For a number of years demographic projections have suggested that we will be facing extreme labour shortages, particularly in the arena of knowledge workers. A new challenge is emerging however, in that even when you can enlist employees, they are often not fully engaged in the work that they do. The challenge most organizations face is not knowing what to do to create a more engaging culture, one that fully recognizes the gifts of current employees, and acts as a magnet for new talent. The biggest problem with “Engagement” is that we often have no idea which of our actions are deposits in the engagement account and which are withdrawals.
While all of us can identify a disengaged employee, it may be much more difficult to recognize the drivers of this behaviour. The disengaged employee is the one who makes no effort to identify or meet your needs… the airline-booking agent who volunteers no alternative routings to ease your travel arrangements, the waiter who just does not make an effort to serve you in a timely fashion, or the official who insists on following policy even when it makes no sense.
Going through the motions, doing the minimum necessary, and hiding behind organizational policy is not just inconvenient, but costly. Organizational losses in productivity alone are huge, but add to that the losses in customer loyalty, market share and ultimately, the ability to attract high value employees.
Disengagement is reaching alarming proportions. Gallup reports that fifty five per-cent of employees in public and private sector organizations in the U.S. are disengaged, doing only what it takes to get by. A further nineteen per-cent are actively disengaged and work against the best interests of their organization. This leaves only twenty-six per-cent of employees engaged with their work.

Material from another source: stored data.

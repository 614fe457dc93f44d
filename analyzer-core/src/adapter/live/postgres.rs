use super::{CatalogReader, ConnectionDescriptor, ServerInfo, TableAssembler, schema_object};
use crate::adapter::{RawColumn, RawIndex, RawTable, implies_auto_increment};
use crate::config::LiveConfig;
use crate::dialect::DbType;
use crate::error::{AnalyzerError, Result};
use crate::model::{SchemaObject, TableKind};
use async_trait::async_trait;
use sqlx::postgres::{PgConnectOptions, PgConnection, PgRow, PgSslMode};
use sqlx::{ConnectOptions, Row};
use tracing::debug;

mod queries {
    pub const SERVER_INFO: &str = r#"
        SELECT version() AS server_version, current_database()::text AS database_name
        "#;

    pub const LIST_TABLES: &str = r#"
        SELECT
            c.relname::text AS table_name,
            CASE WHEN c.relkind IN ('v', 'm') THEN 'VIEW' ELSE 'BASE TABLE' END AS table_type,
            GREATEST(c.reltuples, 0)::bigint AS row_estimate,
            obj_description(c.oid, 'pg_class') AS table_comment
        FROM pg_class c
        JOIN pg_namespace n ON n.oid = c.relnamespace
        WHERE n.nspname = $1
        AND c.relkind IN ('r', 'p', 'v', 'm')
        AND NOT c.relispartition
        ORDER BY c.relname
        "#;

    pub const LIST_COLUMNS: &str = r#"
        SELECT
            c.relname::text AS table_name,
            a.attname::text AS column_name,
            format_type(a.atttypid, a.atttypmod) AS column_type,
            NOT a.attnotnull AS is_nullable,
            pg_get_expr(d.adbin, d.adrelid) AS column_default,
            a.attidentity <> '' AS is_identity,
            col_description(c.oid, a.attnum) AS column_comment,
            co.collname::text AS collation_name
        FROM pg_attribute a
        JOIN pg_class c ON c.oid = a.attrelid
        JOIN pg_namespace n ON n.oid = c.relnamespace
        LEFT JOIN pg_attrdef d ON d.adrelid = a.attrelid AND d.adnum = a.attnum
        LEFT JOIN pg_collation co
            ON co.oid = a.attcollation AND co.collname <> 'default'
        WHERE n.nspname = $1
        AND c.relkind IN ('r', 'p', 'v', 'm')
        AND a.attnum > 0
        AND NOT a.attisdropped
        ORDER BY c.relname, a.attnum
        "#;

    // 表达式索引（indexprs 非空）无法映射到列，直接排除
    pub const LIST_INDEXES: &str = r#"
        SELECT
            t.relname::text AS table_name,
            i.relname::text AS index_name,
            ix.indisunique AS is_unique,
            ix.indisprimary AS is_primary,
            array_agg(a.attname::text ORDER BY k.ord) AS column_names
        FROM pg_index ix
        JOIN pg_class t ON t.oid = ix.indrelid
        JOIN pg_class i ON i.oid = ix.indexrelid
        JOIN pg_namespace n ON n.oid = t.relnamespace
        CROSS JOIN LATERAL unnest(ix.indkey::int2[]) WITH ORDINALITY AS k(attnum, ord)
        JOIN pg_attribute a ON a.attrelid = t.oid AND a.attnum = k.attnum
        WHERE n.nspname = $1
        AND ix.indexprs IS NULL
        AND k.ord <= ix.indnkeyatts
        GROUP BY t.relname, i.relname, ix.indisunique, ix.indisprimary
        ORDER BY t.relname, ix.indisprimary DESC, i.relname
        "#;

    // 扩展自带的函数与类型不算用户对象
    pub const LIST_OBJECTS: &str = r#"
        SELECT CASE p.prokind WHEN 'p' THEN 'procedure' ELSE 'function' END AS kind,
               p.proname::text AS name,
               NULL::text AS table_name
        FROM pg_proc p
        JOIN pg_namespace n ON n.oid = p.pronamespace
        WHERE n.nspname = $1
        AND p.prokind IN ('f', 'p')
        AND NOT EXISTS (
            SELECT 1 FROM pg_depend d WHERE d.objid = p.oid AND d.deptype = 'e'
        )
        UNION ALL
        SELECT 'trigger', tg.tgname::text, c.relname::text
        FROM pg_trigger tg
        JOIN pg_class c ON c.oid = tg.tgrelid
        JOIN pg_namespace n ON n.oid = c.relnamespace
        WHERE n.nspname = $1 AND NOT tg.tgisinternal
        UNION ALL
        SELECT 'sequence', c.relname::text, NULL
        FROM pg_class c
        JOIN pg_namespace n ON n.oid = c.relnamespace
        WHERE n.nspname = $1
        AND c.relkind = 'S'
        AND NOT EXISTS (
            SELECT 1 FROM pg_depend d
            WHERE d.objid = c.oid AND d.deptype = 'i'
        )
        UNION ALL
        SELECT CASE t.typtype WHEN 'd' THEN 'domain' ELSE 'type' END,
               t.typname::text,
               NULL
        FROM pg_type t
        JOIN pg_namespace n ON n.oid = t.typnamespace
        WHERE n.nspname = $1
        AND (
            t.typtype IN ('e', 'd', 'r')
            OR (t.typtype = 'c' AND EXISTS (
                SELECT 1 FROM pg_class c WHERE c.oid = t.typrelid AND c.relkind = 'c'
            ))
        )
        AND NOT EXISTS (
            SELECT 1 FROM pg_depend d WHERE d.objid = t.oid AND d.deptype = 'e'
        )
        UNION ALL
        SELECT 'extension', e.extname::text, NULL
        FROM pg_extension e
        WHERE e.extname <> 'plpgsql'
        ORDER BY 1, 2
        "#;
}

/// PostgreSQL / Aurora-PostgreSQL 目录读取
pub(super) struct PostgresReader {
    conn: PgConnection,
    schema: String,
}

impl PostgresReader {
    pub(super) async fn connect(
        descriptor: &ConnectionDescriptor,
        live: &LiveConfig,
    ) -> Result<Self> {
        let ssl_mode = if descriptor.ssl_enabled {
            PgSslMode::Require
        } else {
            PgSslMode::Prefer
        };
        let options = PgConnectOptions::new()
            .host(&descriptor.host)
            .port(descriptor.port)
            .database(&descriptor.database)
            .username(&descriptor.username)
            .password(&descriptor.password)
            .ssl_mode(ssl_mode);

        let conn = options.connect().await.map_err(|e| {
            AnalyzerError::connection(format!("PostgreSQL connection failed: {e}"))
        })?;

        Ok(Self {
            conn,
            schema: descriptor
                .schema_name
                .clone()
                .unwrap_or_else(|| live.postgres_schema.clone()),
        })
    }
}

#[async_trait]
impl CatalogReader for PostgresReader {
    async fn server_info(&mut self) -> Result<ServerInfo> {
        let row = sqlx::query(queries::SERVER_INFO)
            .fetch_one(&mut self.conn)
            .await?;
        Ok(ServerInfo {
            server_version: row.try_get("server_version")?,
            database: row.try_get("database_name")?,
            db_type: DbType::Postgres,
        })
    }

    async fn tables(&mut self) -> Result<Vec<RawTable>> {
        let rows = sqlx::query(queries::LIST_TABLES)
            .bind(&self.schema)
            .fetch_all(&mut self.conn)
            .await?;
        let tables = rows.iter().map(table_from_row).collect::<Result<Vec<_>>>()?;
        debug!("schema {} 中有 {} 个表/视图", self.schema, tables.len());

        let mut assembler = TableAssembler::new(tables);

        let rows = sqlx::query(queries::LIST_COLUMNS)
            .bind(&self.schema)
            .fetch_all(&mut self.conn)
            .await?;
        for row in &rows {
            let table: String = row.try_get("table_name")?;
            assembler.push_column(&table, column_from_row(row)?);
        }

        let rows = sqlx::query(queries::LIST_INDEXES)
            .bind(&self.schema)
            .fetch_all(&mut self.conn)
            .await?;
        for row in &rows {
            let table: String = row.try_get("table_name")?;
            let primary: bool = row.try_get("is_primary")?;
            assembler.push_index(
                &table,
                RawIndex {
                    name: row.try_get("index_name")?,
                    columns: row.try_get("column_names")?,
                    unique: row.try_get::<bool, _>("is_unique")? || primary,
                    primary,
                },
            );
        }

        Ok(assembler.finish())
    }

    async fn objects(&mut self) -> Result<Vec<SchemaObject>> {
        let rows = sqlx::query(queries::LIST_OBJECTS)
            .bind(&self.schema)
            .fetch_all(&mut self.conn)
            .await?;

        let mut objects = Vec::with_capacity(rows.len());
        for row in &rows {
            let kind: String = row.try_get("kind")?;
            let name: String = row.try_get("name")?;
            let table: Option<String> = row.try_get("table_name")?;
            objects.extend(schema_object(&kind, name, table));
        }
        Ok(objects)
    }
}

fn table_from_row(row: &PgRow) -> Result<RawTable> {
    let name: String = row.try_get("table_name")?;
    let table_type: String = row.try_get("table_type")?;
    let kind = if table_type == "VIEW" {
        TableKind::View
    } else {
        TableKind::BaseTable
    };

    let mut table = RawTable::new(name, kind);
    if kind == TableKind::BaseTable {
        let estimate: i64 = row.try_get("row_estimate")?;
        table.row_count = u64::try_from(estimate).unwrap_or(0);
    }
    table.comment = row
        .try_get::<Option<String>, _>("table_comment")?
        .filter(|c| !c.is_empty());
    Ok(table)
}

fn column_from_row(row: &PgRow) -> Result<RawColumn> {
    let data_type: String = row.try_get("column_type")?;
    let default_value: Option<String> = row.try_get("column_default")?;
    let is_identity: bool = row.try_get("is_identity")?;

    Ok(RawColumn {
        name: row.try_get("column_name")?,
        auto_increment: is_identity || implies_auto_increment(&data_type, default_value.as_deref()),
        data_type,
        nullable: row.try_get("is_nullable")?,
        default_value,
        comment: row
            .try_get::<Option<String>, _>("column_comment")?
            .filter(|c| !c.is_empty()),
        collation: row.try_get("collation_name")?,
    })
}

Research in Canada, while not yet as exhaustive, suggests the situation is not much different.
For over twenty years we have been studying engaging organizations and talking with people about the working conditions that enable them to engage more fully, and have noted a remarkable pattern in their responses.
Moving to an engaging culture requires organizations to change the way they do four key things:
Values & Goals
More engaging organizations REVERE values, goals and other widely shared understandings. These are the foundation and the principles to which people turn for guidance in times of conflict or confusion. They serve as a bulwark against expediency and are a source of pride and purpose.
Ideas, Opinions and Perspectives
More engaging organizations VALUE ideas, opinions and perspectives. Adequate resources are quickly allocated for development and implementation of good ideas. Diverse opinions and perspectives influence decisions. Ideas are explored rather than judged.
More engaging organizations RESPECT people. They take people seriously, they don’t waste their time. They are trusted. Their contributions and skills are known in the organization, recognized, and regularly called upon. They are provided with the information and tools they require to add value.
More engaging organizations have a greater capacity to QUESTION authority without fear of reprisal. Those in positions of power are not always seen as having the best perspective. Policies and procedures are not “written in stone.” Taking calculated risks and even making mistakes are seen as means by which learning occurs.